-- TO DO --
Two lines below mark the span: the one containing "if self.kind != EnvelopeKind::Chat" and the one containing "pub struct ChatMessage". Set down both, plus every line between, exactly as they stand, and nothing else.
START ENTRIES SHOWN
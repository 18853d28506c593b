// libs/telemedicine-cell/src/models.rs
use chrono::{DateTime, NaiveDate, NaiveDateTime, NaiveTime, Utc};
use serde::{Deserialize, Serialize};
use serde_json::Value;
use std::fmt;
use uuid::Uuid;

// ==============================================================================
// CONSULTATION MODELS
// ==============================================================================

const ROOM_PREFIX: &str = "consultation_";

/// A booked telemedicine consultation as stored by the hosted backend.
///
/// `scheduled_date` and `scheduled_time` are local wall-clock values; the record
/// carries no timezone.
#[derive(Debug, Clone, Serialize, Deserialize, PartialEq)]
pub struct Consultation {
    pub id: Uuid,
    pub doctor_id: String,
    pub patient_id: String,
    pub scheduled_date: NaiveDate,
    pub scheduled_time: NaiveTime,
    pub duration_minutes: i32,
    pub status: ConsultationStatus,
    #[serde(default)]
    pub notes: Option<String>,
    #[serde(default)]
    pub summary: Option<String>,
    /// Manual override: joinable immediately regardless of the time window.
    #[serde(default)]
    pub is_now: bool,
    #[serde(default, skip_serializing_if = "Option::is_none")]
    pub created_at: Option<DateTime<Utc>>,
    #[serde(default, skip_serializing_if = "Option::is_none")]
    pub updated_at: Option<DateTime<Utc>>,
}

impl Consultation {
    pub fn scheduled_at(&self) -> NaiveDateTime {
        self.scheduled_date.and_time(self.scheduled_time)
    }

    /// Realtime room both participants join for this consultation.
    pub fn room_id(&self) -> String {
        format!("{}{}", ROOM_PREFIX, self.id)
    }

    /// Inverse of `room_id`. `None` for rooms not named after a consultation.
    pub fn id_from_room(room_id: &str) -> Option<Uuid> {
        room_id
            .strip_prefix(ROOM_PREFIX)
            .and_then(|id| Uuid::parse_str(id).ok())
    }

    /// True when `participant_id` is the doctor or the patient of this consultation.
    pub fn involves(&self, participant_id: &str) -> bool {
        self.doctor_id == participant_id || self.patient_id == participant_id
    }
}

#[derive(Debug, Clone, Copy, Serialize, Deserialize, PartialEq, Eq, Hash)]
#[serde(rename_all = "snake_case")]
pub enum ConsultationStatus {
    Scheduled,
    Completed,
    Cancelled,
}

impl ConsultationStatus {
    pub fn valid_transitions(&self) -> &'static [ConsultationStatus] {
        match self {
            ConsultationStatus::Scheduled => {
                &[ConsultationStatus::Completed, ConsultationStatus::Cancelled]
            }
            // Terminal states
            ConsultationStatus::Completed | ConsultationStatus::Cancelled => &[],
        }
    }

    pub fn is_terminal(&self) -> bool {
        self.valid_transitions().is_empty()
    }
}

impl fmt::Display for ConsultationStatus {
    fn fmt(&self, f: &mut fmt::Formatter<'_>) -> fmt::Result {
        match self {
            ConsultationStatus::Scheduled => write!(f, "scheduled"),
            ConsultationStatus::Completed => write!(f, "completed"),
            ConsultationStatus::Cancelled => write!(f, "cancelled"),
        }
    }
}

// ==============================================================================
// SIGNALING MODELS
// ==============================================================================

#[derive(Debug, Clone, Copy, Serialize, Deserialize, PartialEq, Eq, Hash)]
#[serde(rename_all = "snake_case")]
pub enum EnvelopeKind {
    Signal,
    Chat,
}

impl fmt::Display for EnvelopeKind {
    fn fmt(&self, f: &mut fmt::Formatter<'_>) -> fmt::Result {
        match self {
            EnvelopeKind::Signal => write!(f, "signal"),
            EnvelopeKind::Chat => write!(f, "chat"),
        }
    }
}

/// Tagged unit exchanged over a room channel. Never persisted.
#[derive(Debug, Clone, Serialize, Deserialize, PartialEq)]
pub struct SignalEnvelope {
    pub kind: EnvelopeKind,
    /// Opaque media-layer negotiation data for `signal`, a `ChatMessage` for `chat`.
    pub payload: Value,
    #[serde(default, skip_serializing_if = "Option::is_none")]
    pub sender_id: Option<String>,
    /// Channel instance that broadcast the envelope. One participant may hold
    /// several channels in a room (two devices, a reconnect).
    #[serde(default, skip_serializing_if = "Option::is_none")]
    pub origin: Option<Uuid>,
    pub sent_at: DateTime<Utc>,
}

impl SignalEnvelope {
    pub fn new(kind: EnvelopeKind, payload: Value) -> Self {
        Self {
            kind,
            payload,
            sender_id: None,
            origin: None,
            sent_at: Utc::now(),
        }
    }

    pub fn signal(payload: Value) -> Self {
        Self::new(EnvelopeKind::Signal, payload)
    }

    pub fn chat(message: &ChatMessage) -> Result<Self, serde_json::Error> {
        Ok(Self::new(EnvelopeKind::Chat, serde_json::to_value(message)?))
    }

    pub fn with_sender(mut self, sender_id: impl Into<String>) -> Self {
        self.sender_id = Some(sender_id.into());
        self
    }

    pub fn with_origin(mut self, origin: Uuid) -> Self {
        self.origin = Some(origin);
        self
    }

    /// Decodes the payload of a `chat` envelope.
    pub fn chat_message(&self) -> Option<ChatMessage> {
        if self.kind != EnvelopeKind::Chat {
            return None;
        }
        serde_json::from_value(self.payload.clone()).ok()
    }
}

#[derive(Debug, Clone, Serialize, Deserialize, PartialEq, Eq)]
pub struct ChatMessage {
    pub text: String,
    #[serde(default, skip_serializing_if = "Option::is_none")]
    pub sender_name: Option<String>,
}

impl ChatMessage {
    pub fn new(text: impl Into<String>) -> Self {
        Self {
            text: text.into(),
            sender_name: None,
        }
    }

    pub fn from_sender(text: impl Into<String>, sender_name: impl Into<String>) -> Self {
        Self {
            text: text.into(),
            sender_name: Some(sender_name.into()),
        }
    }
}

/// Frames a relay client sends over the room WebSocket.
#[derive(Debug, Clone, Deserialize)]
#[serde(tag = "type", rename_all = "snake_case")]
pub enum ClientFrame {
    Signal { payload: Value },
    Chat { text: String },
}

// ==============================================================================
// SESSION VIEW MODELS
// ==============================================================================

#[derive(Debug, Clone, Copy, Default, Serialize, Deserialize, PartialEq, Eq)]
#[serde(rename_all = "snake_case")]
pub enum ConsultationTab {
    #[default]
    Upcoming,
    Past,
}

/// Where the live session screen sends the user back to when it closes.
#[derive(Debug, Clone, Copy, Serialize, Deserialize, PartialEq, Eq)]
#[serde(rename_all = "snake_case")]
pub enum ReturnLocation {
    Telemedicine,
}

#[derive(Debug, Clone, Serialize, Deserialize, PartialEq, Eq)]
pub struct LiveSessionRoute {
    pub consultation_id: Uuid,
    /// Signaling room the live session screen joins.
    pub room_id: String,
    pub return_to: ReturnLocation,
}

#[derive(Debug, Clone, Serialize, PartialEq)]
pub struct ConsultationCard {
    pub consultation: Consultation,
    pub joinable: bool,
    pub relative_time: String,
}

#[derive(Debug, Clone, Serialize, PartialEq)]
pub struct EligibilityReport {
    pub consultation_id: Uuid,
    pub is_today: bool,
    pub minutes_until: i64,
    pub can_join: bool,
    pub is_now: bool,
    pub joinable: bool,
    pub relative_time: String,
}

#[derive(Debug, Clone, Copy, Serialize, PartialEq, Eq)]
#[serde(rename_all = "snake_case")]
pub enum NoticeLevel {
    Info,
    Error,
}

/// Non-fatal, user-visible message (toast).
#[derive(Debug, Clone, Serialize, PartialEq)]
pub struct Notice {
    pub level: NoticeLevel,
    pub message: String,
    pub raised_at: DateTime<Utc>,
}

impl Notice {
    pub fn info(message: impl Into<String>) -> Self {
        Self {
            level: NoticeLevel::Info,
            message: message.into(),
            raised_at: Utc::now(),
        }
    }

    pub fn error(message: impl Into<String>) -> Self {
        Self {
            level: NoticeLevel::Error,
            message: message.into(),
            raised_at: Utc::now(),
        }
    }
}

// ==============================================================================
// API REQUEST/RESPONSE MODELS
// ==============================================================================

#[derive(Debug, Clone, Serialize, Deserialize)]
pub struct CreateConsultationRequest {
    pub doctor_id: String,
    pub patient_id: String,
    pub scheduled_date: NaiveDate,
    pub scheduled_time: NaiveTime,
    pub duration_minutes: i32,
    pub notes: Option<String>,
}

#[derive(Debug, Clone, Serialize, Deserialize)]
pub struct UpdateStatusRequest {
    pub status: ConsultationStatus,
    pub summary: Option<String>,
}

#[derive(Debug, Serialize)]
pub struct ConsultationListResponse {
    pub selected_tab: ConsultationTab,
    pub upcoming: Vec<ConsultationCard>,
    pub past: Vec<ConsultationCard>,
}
END ENTRIES SHOWN
START ENTRIES SHOWN
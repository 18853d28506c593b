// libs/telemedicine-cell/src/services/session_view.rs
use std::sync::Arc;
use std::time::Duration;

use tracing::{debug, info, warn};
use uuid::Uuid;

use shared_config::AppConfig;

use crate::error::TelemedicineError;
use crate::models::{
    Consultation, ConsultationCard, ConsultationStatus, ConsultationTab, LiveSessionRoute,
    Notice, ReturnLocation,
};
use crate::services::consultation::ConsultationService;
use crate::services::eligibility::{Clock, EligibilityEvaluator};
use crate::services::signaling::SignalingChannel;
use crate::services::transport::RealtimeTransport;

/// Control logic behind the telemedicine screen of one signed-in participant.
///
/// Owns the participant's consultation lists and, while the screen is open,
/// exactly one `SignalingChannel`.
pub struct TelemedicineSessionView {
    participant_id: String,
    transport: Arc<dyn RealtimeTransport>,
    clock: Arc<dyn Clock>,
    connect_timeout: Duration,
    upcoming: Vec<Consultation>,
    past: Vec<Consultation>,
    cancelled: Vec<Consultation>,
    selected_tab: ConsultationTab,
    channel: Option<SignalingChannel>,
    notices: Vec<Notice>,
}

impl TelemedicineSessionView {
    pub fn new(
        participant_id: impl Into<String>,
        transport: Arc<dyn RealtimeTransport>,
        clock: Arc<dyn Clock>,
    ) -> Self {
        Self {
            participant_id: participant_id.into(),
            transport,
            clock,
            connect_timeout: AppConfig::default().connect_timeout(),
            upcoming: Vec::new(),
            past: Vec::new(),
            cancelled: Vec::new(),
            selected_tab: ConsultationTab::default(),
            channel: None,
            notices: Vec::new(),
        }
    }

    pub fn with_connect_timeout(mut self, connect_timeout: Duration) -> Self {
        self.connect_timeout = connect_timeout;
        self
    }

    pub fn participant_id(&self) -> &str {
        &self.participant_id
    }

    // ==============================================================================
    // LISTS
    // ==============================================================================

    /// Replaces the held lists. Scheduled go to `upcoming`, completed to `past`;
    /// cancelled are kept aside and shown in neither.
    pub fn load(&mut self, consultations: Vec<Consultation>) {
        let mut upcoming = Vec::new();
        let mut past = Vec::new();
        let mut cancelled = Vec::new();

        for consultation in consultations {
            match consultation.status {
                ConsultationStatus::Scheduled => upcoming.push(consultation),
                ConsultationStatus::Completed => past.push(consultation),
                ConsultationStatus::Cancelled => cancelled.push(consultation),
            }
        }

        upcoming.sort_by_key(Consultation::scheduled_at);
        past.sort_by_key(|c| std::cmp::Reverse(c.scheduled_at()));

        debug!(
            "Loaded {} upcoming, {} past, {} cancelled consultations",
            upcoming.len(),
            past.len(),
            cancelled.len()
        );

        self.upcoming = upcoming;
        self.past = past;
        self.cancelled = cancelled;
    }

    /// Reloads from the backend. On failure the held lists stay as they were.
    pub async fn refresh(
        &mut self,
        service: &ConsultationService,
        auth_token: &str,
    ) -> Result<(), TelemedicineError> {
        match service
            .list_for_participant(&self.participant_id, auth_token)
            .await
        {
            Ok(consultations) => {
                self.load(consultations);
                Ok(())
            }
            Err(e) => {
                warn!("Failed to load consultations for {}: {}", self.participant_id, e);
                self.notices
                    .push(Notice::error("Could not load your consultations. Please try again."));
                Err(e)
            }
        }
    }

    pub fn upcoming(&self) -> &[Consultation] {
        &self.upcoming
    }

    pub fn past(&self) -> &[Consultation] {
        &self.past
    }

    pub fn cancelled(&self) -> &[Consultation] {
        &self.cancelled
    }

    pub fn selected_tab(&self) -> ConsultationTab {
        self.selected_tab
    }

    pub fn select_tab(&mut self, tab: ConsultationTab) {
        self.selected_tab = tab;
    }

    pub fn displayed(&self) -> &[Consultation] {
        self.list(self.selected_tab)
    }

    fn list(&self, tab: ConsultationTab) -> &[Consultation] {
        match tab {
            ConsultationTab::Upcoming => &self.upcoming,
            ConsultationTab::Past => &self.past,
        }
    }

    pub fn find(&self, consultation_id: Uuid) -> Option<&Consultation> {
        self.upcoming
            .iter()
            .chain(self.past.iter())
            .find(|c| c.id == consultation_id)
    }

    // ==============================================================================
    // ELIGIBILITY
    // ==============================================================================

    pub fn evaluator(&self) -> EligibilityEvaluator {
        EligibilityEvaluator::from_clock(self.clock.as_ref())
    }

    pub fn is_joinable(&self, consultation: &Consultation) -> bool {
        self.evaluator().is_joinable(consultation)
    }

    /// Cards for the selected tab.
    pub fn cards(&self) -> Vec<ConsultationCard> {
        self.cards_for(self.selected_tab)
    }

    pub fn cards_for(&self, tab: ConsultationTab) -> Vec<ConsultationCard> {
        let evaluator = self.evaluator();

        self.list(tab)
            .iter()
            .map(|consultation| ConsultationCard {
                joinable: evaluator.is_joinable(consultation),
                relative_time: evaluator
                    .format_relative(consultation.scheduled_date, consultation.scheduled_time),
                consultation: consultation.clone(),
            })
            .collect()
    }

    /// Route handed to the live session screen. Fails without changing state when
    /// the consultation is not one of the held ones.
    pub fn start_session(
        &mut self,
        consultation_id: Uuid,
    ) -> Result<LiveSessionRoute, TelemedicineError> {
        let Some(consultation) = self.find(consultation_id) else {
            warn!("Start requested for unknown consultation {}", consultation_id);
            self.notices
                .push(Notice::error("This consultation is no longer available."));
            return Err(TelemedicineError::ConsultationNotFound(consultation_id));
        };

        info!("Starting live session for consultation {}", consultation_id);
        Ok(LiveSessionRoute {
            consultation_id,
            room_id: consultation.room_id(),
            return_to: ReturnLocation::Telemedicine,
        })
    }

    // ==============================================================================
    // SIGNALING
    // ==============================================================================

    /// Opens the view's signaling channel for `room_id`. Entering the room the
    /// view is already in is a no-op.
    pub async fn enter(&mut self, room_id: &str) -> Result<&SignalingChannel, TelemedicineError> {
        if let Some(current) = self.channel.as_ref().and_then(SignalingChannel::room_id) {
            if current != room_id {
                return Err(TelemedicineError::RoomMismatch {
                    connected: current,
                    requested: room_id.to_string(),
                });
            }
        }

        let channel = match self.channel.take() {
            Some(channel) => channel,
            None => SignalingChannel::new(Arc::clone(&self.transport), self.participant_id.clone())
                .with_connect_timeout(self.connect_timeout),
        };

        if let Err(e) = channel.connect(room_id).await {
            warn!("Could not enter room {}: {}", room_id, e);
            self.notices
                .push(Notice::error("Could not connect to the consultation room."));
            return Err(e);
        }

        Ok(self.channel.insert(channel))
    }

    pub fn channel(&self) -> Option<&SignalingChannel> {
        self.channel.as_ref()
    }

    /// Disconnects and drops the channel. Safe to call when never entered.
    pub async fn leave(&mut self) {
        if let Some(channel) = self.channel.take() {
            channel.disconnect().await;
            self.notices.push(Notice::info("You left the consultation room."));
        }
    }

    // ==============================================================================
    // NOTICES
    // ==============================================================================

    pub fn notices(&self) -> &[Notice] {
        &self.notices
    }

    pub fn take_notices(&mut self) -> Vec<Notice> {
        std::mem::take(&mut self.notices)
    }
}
END ENTRIES SHOWN
-- RESULT FOR THIS TASK --
        if self.kind != EnvelopeKind::Chat {
            return None;
        }
        serde_json::from_value(self.payload.clone()).ok()
    }
}

#[derive(Debug, Clone, Serialize, Deserialize, PartialEq, Eq)]
pub struct ChatMessage {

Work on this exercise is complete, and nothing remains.